use clap::{ArgGroup, Parser, Subcommand, ValueEnum};
use std::path::{Path, PathBuf};
use styleimport_css::{loader, Stylesheet};
use styleimport_engine::{literal, resolve, FormatChoice, MatcherSpec};

#[derive(Parser)]
#[command(name = "styleimport")]
#[command(about = "Resolve CSS rules into literal strings or objects at build time")]
#[command(version)]
struct Cli {
    #[command(subcommand)]
    command: Command,
}

#[derive(Subcommand)]
enum Command {
    /// Resolve a matcher against a stylesheet and print the literal
    #[command(group(
        ArgGroup::new("matcher")
            .required(true)
            .args(["selector", "list", "regex", "map"]),
    ))]
    Resolve {
        /// Stylesheet specifier: absolute, `./relative`, or a package path
        stylesheet: String,

        /// Source file the import appears in; relative specifiers start from its directory
        #[arg(long)]
        from: Option<PathBuf>,

        /// Exact selector
        #[arg(long)]
        selector: Option<String>,

        /// Exact selectors, one result per selector
        #[arg(long, num_args = 1..)]
        list: Option<Vec<String>>,

        /// Regular expression tested against every selector
        #[arg(long)]
        regex: Option<String>,

        /// Regular expression flags (`g` returns every matching rule)
        #[arg(long, requires = "regex")]
        flags: Option<String>,

        /// KEY=SELECTOR entries, one result per key
        #[arg(long, num_args = 1.., value_parser = parse_map_entry)]
        map: Option<Vec<(String, String)>>,

        /// Output format of each matched rule
        #[arg(long, conflicts_with = "accessor")]
        format: Option<FormatChoice>,

        /// Import accessor name, as in `styledImport.<accessor>(...)`
        #[arg(long)]
        accessor: Option<String>,

        /// Literal syntax to print
        #[arg(long, value_enum, default_value_t = Emit::Js)]
        emit: Emit,
    },

    /// Parse a stylesheet and list its selectors
    Check {
        /// Stylesheet specifier
        stylesheet: String,

        /// Source file the import appears in
        #[arg(long)]
        from: Option<PathBuf>,
    },
}

#[derive(Clone, Copy, ValueEnum)]
enum Emit {
    /// JavaScript expression
    Js,
    /// JSON document
    Json,
}

fn main() {
    init_tracing();
    let cli = Cli::parse();

    match cli.command {
        Command::Resolve {
            stylesheet,
            from,
            selector,
            list,
            regex,
            flags,
            map,
            format,
            accessor,
            emit,
        } => {
            let matcher = match (selector, list, regex, map) {
                (Some(selector), ..) => MatcherSpec::Selector(selector),
                (_, Some(items), ..) => MatcherSpec::List(items),
                (_, _, Some(pattern), _) => MatcherSpec::Pattern {
                    pattern,
                    flags: flags.unwrap_or_default(),
                },
                (.., Some(entries)) => MatcherSpec::Map(entries),
                // clap's `matcher` group requires one of them
                _ => unreachable!("no matcher argument"),
            };
            let format = format.unwrap_or_else(|| FormatChoice::from_accessor(accessor.as_deref()));
            cmd_resolve(&stylesheet, from.as_deref(), &matcher, format, emit);
        }
        Command::Check { stylesheet, from } => cmd_check(&stylesheet, from.as_deref()),
    }
}

/// Install a log subscriber when `RUST_LOG` is set.
fn init_tracing() {
    use tracing_subscriber::{fmt, prelude::*, EnvFilter};

    if std::env::var("RUST_LOG").is_ok() {
        tracing_subscriber::registry()
            .with(fmt::layer().with_writer(std::io::stderr).with_target(true))
            .with(EnvFilter::from_default_env())
            .init();
    }
}

fn parse_map_entry(entry: &str) -> Result<(String, String), String> {
    match entry.split_once('=') {
        Some((key, selector)) if !key.is_empty() => Ok((key.to_owned(), selector.to_owned())),
        _ => Err(format!("expected KEY=SELECTOR, got '{entry}'")),
    }
}

fn load_stylesheet(specifier: &str, from: Option<&Path>) -> Stylesheet {
    let cwd = match std::env::current_dir() {
        Ok(cwd) => cwd,
        Err(e) => {
            eprintln!("Error: cannot read current directory: {e}");
            std::process::exit(1);
        }
    };
    let base = from.map_or_else(|| cwd.clone(), |caller| loader::base_dir(caller, &cwd));

    let loaded = loader::resolve_specifier(&base, specifier).and_then(|path| loader::load(&path));
    match loaded {
        Ok(stylesheet) => {
            tracing::debug!(
                source = %stylesheet.source,
                rules = stylesheet.rules.len(),
                "stylesheet loaded"
            );
            stylesheet
        }
        Err(e) => {
            eprintln!("Error: {e}");
            std::process::exit(1);
        }
    }
}

fn cmd_resolve(
    specifier: &str,
    from: Option<&Path>,
    matcher: &MatcherSpec,
    format: FormatChoice,
    emit: Emit,
) {
    let stylesheet = load_stylesheet(specifier, from);

    let resolution = match resolve(&stylesheet, matcher, format) {
        Ok(resolution) => resolution,
        Err(e) => {
            eprintln!("Error: {e}");
            std::process::exit(1);
        }
    };

    match emit {
        Emit::Js => println!("{}", literal::to_js(&resolution)),
        Emit::Json => match serde_json::to_string_pretty(&resolution) {
            Ok(json) => println!("{json}"),
            Err(e) => {
                eprintln!("Error: {e}");
                std::process::exit(1);
            }
        },
    }
}

fn cmd_check(specifier: &str, from: Option<&Path>) {
    let stylesheet = load_stylesheet(specifier, from);

    for selector in stylesheet.selectors() {
        println!("{selector}");
    }
    eprintln!(
        "OK: {} ({} rules)",
        stylesheet.source,
        stylesheet.rules.len()
    );
}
------------------------
What the exercise asks
Copy out the entire material exactly.

Solution for this task
use clap::{ArgGroup, Parser, Subcommand, ValueEnum};
use std::path::{Path, PathBuf};
use styleimport_css::{loader, Stylesheet};
use styleimport_engine::{literal, resolve, FormatChoice, MatcherSpec};

#[derive(Parser)]
#[command(name = "styleimport")]
#[command(about = "Resolve CSS rules into literal strings or objects at build time")]
#[command(version)]
struct Cli {
    #[command(subcommand)]
    command: Command,
}

#[derive(Subcommand)]
enum Command {
    /// Resolve a matcher against a stylesheet and print the literal
    #[command(group(
        ArgGroup::new("matcher")
            .required(true)
            .args(["selector", "list", "regex", "map"]),
    ))]
    Resolve {
        /// Stylesheet specifier: absolute, `./relative`, or a package path
        stylesheet: String,

        /// Source file the import appears in; relative specifiers start from its directory
        #[arg(long)]
        from: Option<PathBuf>,

        /// Exact selector
        #[arg(long)]
        selector: Option<String>,

        /// Exact selectors, one result per selector
        #[arg(long, num_args = 1..)]
        list: Option<Vec<String>>,

        /// Regular expression tested against every selector
        #[arg(long)]
        regex: Option<String>,

        /// Regular expression flags (`g` returns every matching rule)
        #[arg(long, requires = "regex")]
        flags: Option<String>,

        /// KEY=SELECTOR entries, one result per key
        #[arg(long, num_args = 1.., value_parser = parse_map_entry)]
        map: Option<Vec<(String, String)>>,

        /// Output format of each matched rule
        #[arg(long, conflicts_with = "accessor")]
        format: Option<FormatChoice>,

        /// Import accessor name, as in `styledImport.<accessor>(...)`
        #[arg(long)]
        accessor: Option<String>,

        /// Literal syntax to print
        #[arg(long, value_enum, default_value_t = Emit::Js)]
        emit: Emit,
    },

    /// Parse a stylesheet and list its selectors
    Check {
        /// Stylesheet specifier
        stylesheet: String,

        /// Source file the import appears in
        #[arg(long)]
        from: Option<PathBuf>,
    },
}

#[derive(Clone, Copy, ValueEnum)]
enum Emit {
    /// JavaScript expression
    Js,
    /// JSON document
    Json,
}

fn main() {
    init_tracing();
    let cli = Cli::parse();

    match cli.command {
        Command::Resolve {
            stylesheet,
            from,
            selector,
            list,
            regex,
            flags,
            map,
            format,
            accessor,
            emit,
        } => {
            let matcher = match (selector, list, regex, map) {
                (Some(selector), ..) => MatcherSpec::Selector(selector),
                (_, Some(items), ..) => MatcherSpec::List(items),
                (_, _, Some(pattern), _) => MatcherSpec::Pattern {
                    pattern,
                    flags: flags.unwrap_or_default(),
                },
                (.., Some(entries)) => MatcherSpec::Map(entries),
                // clap's `matcher` group requires one of them
                _ => unreachable!("no matcher argument"),
            };
            let format = format.unwrap_or_else(|| FormatChoice::from_accessor(accessor.as_deref()));
            cmd_resolve(&stylesheet, from.as_deref(), &matcher, format, emit);
        }
        Command::Check { stylesheet, from } => cmd_check(&stylesheet, from.as_deref()),
    }
}

/// Install a log subscriber when `RUST_LOG` is set.
fn init_tracing() {
    use tracing_subscriber::{fmt, prelude::*, EnvFilter};

    if std::env::var("RUST_LOG").is_ok() {
        tracing_subscriber::registry()
            .with(fmt::layer().with_writer(std::io::stderr).with_target(true))
            .with(EnvFilter::from_default_env())
            .init();
    }
}

fn parse_map_entry(entry: &str) -> Result<(String, String), String> {
    match entry.split_once('=') {
        Some((key, selector)) if !key.is_empty() => Ok((key.to_owned(), selector.to_owned())),
        _ => Err(format!("expected KEY=SELECTOR, got '{entry}'")),
    }
}

fn load_stylesheet(specifier: &str, from: Option<&Path>) -> Stylesheet {
    let cwd = match std::env::current_dir() {
        Ok(cwd) => cwd,
        Err(e) => {
            eprintln!("Error: cannot read current directory: {e}");
            std::process::exit(1);
        }
    };
    let base = from.map_or_else(|| cwd.clone(), |caller| loader::base_dir(caller, &cwd));

    let loaded = loader::resolve_specifier(&base, specifier).and_then(|path| loader::load(&path));
    match loaded {
        Ok(stylesheet) => {
            tracing::debug!(
                source = %stylesheet.source,
                rules = stylesheet.rules.len(),
                "stylesheet loaded"
            );
            stylesheet
        }
        Err(e) => {
            eprintln!("Error: {e}");
            std::process::exit(1);
        }
    }
}

fn cmd_resolve(
    specifier: &str,
    from: Option<&Path>,
    matcher: &MatcherSpec,
    format: FormatChoice,
    emit: Emit,
) {
    let stylesheet = load_stylesheet(specifier, from);

    let resolution = match resolve(&stylesheet, matcher, format) {
        Ok(resolution) => resolution,
        Err(e) => {
            eprintln!("Error: {e}");
            std::process::exit(1);
        }
    };

    match emit {
        Emit::Js => println!("{}", literal::to_js(&resolution)),
        Emit::Json => match serde_json::to_string_pretty(&resolution) {
            Ok(json) => println!("{json}"),
            Err(e) => {
                eprintln!("Error: {e}");
                std::process::exit(1);
            }
        },
    }
}

fn cmd_check(specifier: &str, from: Option<&Path>) {
    let stylesheet = load_stylesheet(specifier, from);

    for selector in stylesheet.selectors() {
        println!("{selector}");
    }
    eprintln!(
        "OK: {} ({} rules)",
        stylesheet.source,
        stylesheet.rules.len()
    );
}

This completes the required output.